Ok, that page was so short!!! Back to: Lunar Lander Documentation: https://www.gymlibrary.ml/environments/box2d/lunar_lander
Action Space: Discrete(4) Action is 1 of 4 integers Observation Shape: (8,) Observation space is an unbounded 8-vector Observation High: [inf inf inf inf inf inf inf inf] Observation Low: [-inf -inf -inf -inf -inf -inf -inf -inf] Import: gym.make("LunarLander-v2")
Description This environment is a classic rocket trajectory optimization problem. According to Pontryagin’s maximum principle, it is optimal to fire the engine at full throttle or turn it off. This is the reason why this environment has discrete actions: engine on or off. Aww shouldn't the model learn this?
There are two environment versions: discrete or continuous. The landing pad is always at coordinates (0,0). The coordinates are the first two numbers in the state vector. Landing outside of the landing pad is possible. Fuel is infinite, so an agent can learn to fly and then land on its first attempt.
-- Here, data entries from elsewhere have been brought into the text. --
//! DataFrame: A columnar data structure backed by Apache Arrow

use std::fmt;
use std::sync::Arc;

use arrow::array::{ArrayRef, RecordBatch, UInt32Array};
use arrow::compute::{lexsort_to_indices, take, SortColumn, SortOptions};
use arrow::datatypes::{Field, Schema, SchemaRef};

use super::error::{DataError, DataResult};
use super::series::Series;

/// A DataFrame is a two-dimensional, column-oriented data structure
/// backed by Apache Arrow.
#[derive(Clone)]
pub struct DataFrame {
    /// The Arrow schema (column names and types)
    schema: SchemaRef,
    /// The data as Arrow RecordBatches
    batches: Vec<RecordBatch>,
}

impl DataFrame {
    /// Create an empty DataFrame with a schema
    #[must_use]
    pub fn empty(schema: SchemaRef) -> Self {
        Self {
            schema,
            batches: Vec::new(),
        }
    }

    /// Create a DataFrame from a single RecordBatch
    #[must_use]
    pub fn from_batch(batch: RecordBatch) -> Self {
        let schema = batch.schema();
        Self {
            schema,
            batches: vec![batch],
        }
    }

    /// Create a DataFrame from multiple RecordBatches
    ///
    /// # Errors
    /// Returns error if batches have incompatible schemas
    pub fn from_batches(schema: SchemaRef, batches: Vec<RecordBatch>) -> DataResult<Self> {
        for (i, batch) in batches.iter().enumerate() {
            if batch.schema() != schema {
                return Err(DataError::SchemaMismatch(format!(
                    "batch {i} has incompatible schema"
                )));
            }
        }
        Ok(Self { schema, batches })
    }

    /// Create a DataFrame from a vector of Series
    ///
    /// # Errors
    /// Returns error if series have different lengths
    pub fn from_series(columns: Vec<Series>) -> DataResult<Self> {
        if columns.is_empty() {
            return Ok(Self::empty(Arc::new(Schema::empty())));
        }

        let len = columns[0].len();
        for col in &columns {
            if col.len() != len {
                return Err(DataError::SchemaMismatch(format!(
                    "column '{}' has {} rows, expected {}",
                    col.name(),
                    col.len(),
                    len
                )));
            }
        }

        let fields: Vec<Field> = columns
            .iter()
            .map(|s| Field::new(s.name(), s.data_type().clone(), true))
            .collect();
        let schema = Arc::new(Schema::new(fields));

        let arrays: Vec<ArrayRef> = columns.iter().map(|s| s.array().clone()).collect();
        let batch = RecordBatch::try_new(schema.clone(), arrays)?;

        Ok(Self {
            schema,
            batches: vec![batch],
        })
    }

    /// Get the schema
    #[must_use]
    pub fn schema(&self) -> &SchemaRef {
        &self.schema
    }

    /// Get column names
    #[must_use]
    pub fn columns(&self) -> Vec<String> {
        self.schema
            .fields()
            .iter()
            .map(|f| f.name().clone())
            .collect()
    }

    /// Check whether a column exists
    #[must_use]
    pub fn has_column(&self, name: &str) -> bool {
        self.schema.index_of(name).is_ok()
    }

    /// Get the number of columns
    #[must_use]
    pub fn num_columns(&self) -> usize {
        self.schema.fields().len()
    }

    /// Get the number of rows
    #[must_use]
    pub fn num_rows(&self) -> usize {
        self.batches.iter().map(RecordBatch::num_rows).sum()
    }

    /// Check if the DataFrame is empty
    #[must_use]
    pub fn is_empty(&self) -> bool {
        self.num_rows() == 0
    }

    /// Get a column by name as a Series
    ///
    /// # Errors
    /// Returns error if column not found
    pub fn column(&self, name: &str) -> DataResult<Series> {
        let idx = self
            .schema
            .index_of(name)
            .map_err(|_| DataError::ColumnNotFound(name.to_string()))?;
        self.column_by_index(idx)
    }

    /// Get a column by index as a Series
    ///
    /// # Errors
    /// Returns error if index is out of bounds
    pub fn column_by_index(&self, index: usize) -> DataResult<Series> {
        if index >= self.num_columns() {
            return Err(DataError::InvalidColumnIndex(index));
        }

        let field = self.schema.field(index);
        let name = field.name().clone();

        if self.batches.is_empty() {
            let array = arrow::array::new_empty_array(field.data_type());
            return Ok(Series::new(name, array));
        }

        if self.batches.len() == 1 {
            return Ok(Series::new(name, self.batches[0].column(index).clone()));
        }

        // Multiple batches - need to concatenate
        let arrays: Vec<_> = self
            .batches
            .iter()
            .map(|b| b.column(index).as_ref())
            .collect();
        let concatenated = arrow::compute::concat(&arrays)?;
        Ok(Series::new(name, concatenated))
    }

    /// Get the first n rows
    ///
    /// # Errors
    /// Returns error if slicing fails
    pub fn head(&self, n: usize) -> DataResult<Self> {
        let take_rows = n.min(self.num_rows());

        if take_rows == 0 {
            return Ok(Self::empty(self.schema.clone()));
        }

        let mut remaining = take_rows;
        let mut new_batches = Vec::new();

        for batch in &self.batches {
            if remaining == 0 {
                break;
            }

            let batch_rows = batch.num_rows();
            if batch_rows <= remaining {
                new_batches.push(batch.clone());
                remaining -= batch_rows;
            } else {
                new_batches.push(batch.slice(0, remaining));
                remaining = 0;
            }
        }

        Ok(Self {
            schema: self.schema.clone(),
            batches: new_batches,
        })
    }

    /// Get the underlying RecordBatches
    #[must_use]
    pub fn batches(&self) -> &[RecordBatch] {
        &self.batches
    }

    /// Iterate over columns, returning each column as a Series
    pub fn iter_columns(&self) -> impl Iterator<Item = DataResult<Series>> + '_ {
        (0..self.num_columns()).map(move |i| self.column_by_index(i))
    }

    /// Select specific columns by name
    ///
    /// # Errors
    /// Returns error if any column is not found
    pub fn select(&self, columns: &[&str]) -> DataResult<Self> {
        let series: Result<Vec<_>, _> = columns.iter().map(|name| self.column(name)).collect();
        DataFrame::from_series(series?)
    }

    /// Add a column, or replace the existing column of the same name in place
    ///
    /// # Errors
    /// Returns error if the series length does not match the row count
    pub fn with_column(&self, series: Series) -> DataResult<Self> {
        if self.num_columns() > 0 && series.len() != self.num_rows() {
            return Err(DataError::SchemaMismatch(format!(
                "column '{}' has {} rows, expected {}",
                series.name(),
                series.len(),
                self.num_rows()
            )));
        }

        let mut replaced = false;
        let mut columns = Vec::with_capacity(self.num_columns() + 1);
        for existing in self.iter_columns() {
            let existing = existing?;
            if existing.name() == series.name() {
                columns.push(series.clone());
                replaced = true;
            } else {
                columns.push(existing);
            }
        }
        if !replaced {
            columns.push(series);
        }

        DataFrame::from_series(columns)
    }

    /// Sort the DataFrame by one or more columns
    ///
    /// Each column carries a descending flag. The sort is stable: rows that
    /// compare equal on every key keep their current relative order. Nulls
    /// sort last in both directions.
    ///
    /// # Errors
    /// Returns error if any column is not found
    pub fn sort_by(&self, columns: &[(&str, bool)]) -> DataResult<Self> {
        for (col_name, _) in columns {
            if !self.has_column(col_name) {
                return Err(DataError::ColumnNotFound((*col_name).to_string()));
            }
        }

        if columns.is_empty() || self.is_empty() {
            return Ok(self.clone());
        }

        let mut sort_columns = Vec::with_capacity(columns.len() + 1);
        for (col_name, descending) in columns {
            let series = self.column(col_name)?;
            sort_columns.push(SortColumn {
                values: series.array().clone(),
                options: Some(SortOptions {
                    descending: *descending,
                    nulls_first: false,
                }),
            });
        }

        // lexsort is unstable; the row position as a final key restores stability
        let positions: Vec<u32> = (0..self.num_rows() as u32).collect();
        sort_columns.push(SortColumn {
            values: Arc::new(UInt32Array::from(positions)),
            options: Some(SortOptions::default()),
        });

        let indices: UInt32Array = lexsort_to_indices(&sort_columns, None)?;
        self.take_indices(&indices)
    }

    /// Take rows at the given positions, in the given order
    ///
    /// # Errors
    /// Returns error if any index is out of bounds
    pub fn take_rows(&self, rows: &[usize]) -> DataResult<Self> {
        let num_rows = self.num_rows();
        if let Some(&bad) = rows.iter().find(|&&idx| idx >= num_rows) {
            return Err(DataError::OutOfBounds {
                index: bad,
                length: num_rows,
            });
        }
        let indices = UInt32Array::from(rows.iter().map(|&r| r as u32).collect::<Vec<_>>());
        self.take_indices(&indices)
    }

    fn take_indices(&self, indices: &UInt32Array) -> DataResult<Self> {
        if indices.is_empty() {
            return Ok(Self::empty(self.schema.clone()));
        }
        let mut arrays = Vec::with_capacity(self.num_columns());
        for series in self.iter_columns() {
            arrays.push(take(series?.array().as_ref(), indices, None)?);
        }
        let batch = RecordBatch::try_new(self.schema.clone(), arrays)?;
        Ok(Self::from_batch(batch))
    }

    /// Pretty print the DataFrame for display
    #[must_use]
    pub fn to_pretty_string(&self, max_rows: usize) -> String {
        use arrow::util::pretty::pretty_format_batches;

        if self.batches.is_empty() {
            return format!("Empty DataFrame with columns: {:?}", self.columns());
        }

        let display_df = match self.head(max_rows) {
            Ok(df) => df,
            Err(_) => return "Error formatting DataFrame".to_string(),
        };

        match pretty_format_batches(&display_df.batches) {
            Ok(table) => {
                let total = self.num_rows();
                if total > max_rows {
                    format!("{table}\n... showing {max_rows} of {total} rows")
                } else {
                    table.to_string()
                }
            }
            Err(e) => format!("Error formatting: {e}"),
        }
    }
}

impl fmt::Debug for DataFrame {
    fn fmt(&self, f: &mut fmt::Formatter<'_>) -> fmt::Result {
        f.debug_struct("DataFrame")
            .field("columns", &self.columns())
            .field("num_rows", &self.num_rows())
            .finish()
    }
}

impl fmt::Display for DataFrame {
    fn fmt(&self, f: &mut fmt::Formatter<'_>) -> fmt::Result {
        write!(f, "{}", self.to_pretty_string(20))
    }
}

#[cfg(test)]
mod tests {
    use super::*;
    use crate::data::Value;

    fn sample() -> DataFrame {
        DataFrame::from_series(vec![
            Series::from_strings("region", vec!["North", "South", "North", "East"]),
            Series::from_ints("amount", vec![30, 10, 30, 20]),
            Series::from_ints("id", vec![1, 2, 3, 4]),
        ])
        .unwrap()
    }

    #[test]
    fn test_from_series_length_mismatch() {
        let result = DataFrame::from_series(vec![
            Series::from_ints("a", vec![1, 2]),
            Series::from_ints("b", vec![1]),
        ]);
        assert!(matches!(result, Err(DataError::SchemaMismatch(_))));
    }

    #[test]
    fn test_sort_by_is_stable_on_ties() {
        let sorted = sample().sort_by(&[("amount", true)]).unwrap();
        let ids = sorted.column("id").unwrap().to_values().unwrap();
        // ids 1 and 3 tie on amount 30 and keep their input order
        assert_eq!(
            ids,
            vec![Value::Int(1), Value::Int(3), Value::Int(4), Value::Int(2)]
        );
    }

    #[test]
    fn test_sort_by_multiple_keys() {
        let sorted = sample()
            .sort_by(&[("region", false), ("amount", false)])
            .unwrap();
        let regions = sorted.column("region").unwrap().to_values().unwrap();
        assert_eq!(regions[0], Value::string("East"));
        assert_eq!(regions[3], Value::string("South"));
    }

    #[test]
    fn test_sort_by_missing_column() {
        let err = sample().sort_by(&[("revenue", true)]).unwrap_err();
        assert!(matches!(err, DataError::ColumnNotFound(c) if c == "revenue"));
    }

    #[test]
    fn test_take_rows_and_head() {
        let df = sample();
        let taken = df.take_rows(&[3, 0]).unwrap();
        assert_eq!(taken.num_rows(), 2);
        assert_eq!(taken.column("id").unwrap().get(0).unwrap(), Value::Int(4));

        assert!(df.take_rows(&[9]).is_err());
        assert_eq!(df.head(2).unwrap().num_rows(), 2);
        assert_eq!(df.head(10).unwrap().num_rows(), 4);
    }

    #[test]
    fn test_with_column_replaces_in_place() {
        let df = sample()
            .with_column(Series::from_ints("amount", vec![1, 2, 3, 4]))
            .unwrap();
        assert_eq!(df.columns(), vec!["region", "amount", "id"]);
        assert_eq!(df.column("amount").unwrap().get(3).unwrap(), Value::Int(4));

        let df = df.with_column(Series::from_ints("extra", vec![0; 4])).unwrap();
        assert_eq!(df.num_columns(), 4);
    }
}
To see a heuristic landing, run:
python gym/envs/box2d/lunar_lander.py Otherwise known as: pip3 install gym[box2d] && python3 -m gym.envs.box2d.lunar_lander # i think
Action Space There are four discrete actions available: do nothing, fire left orientation engine, fire main engine, fire right orientation engine.
Observation Space There are 8 states: the coordinates of the lander in x & y, its linear velocities in x & y, its angle, its angular velocity, and two booleans that represent whether each leg is in contact with the ground or not.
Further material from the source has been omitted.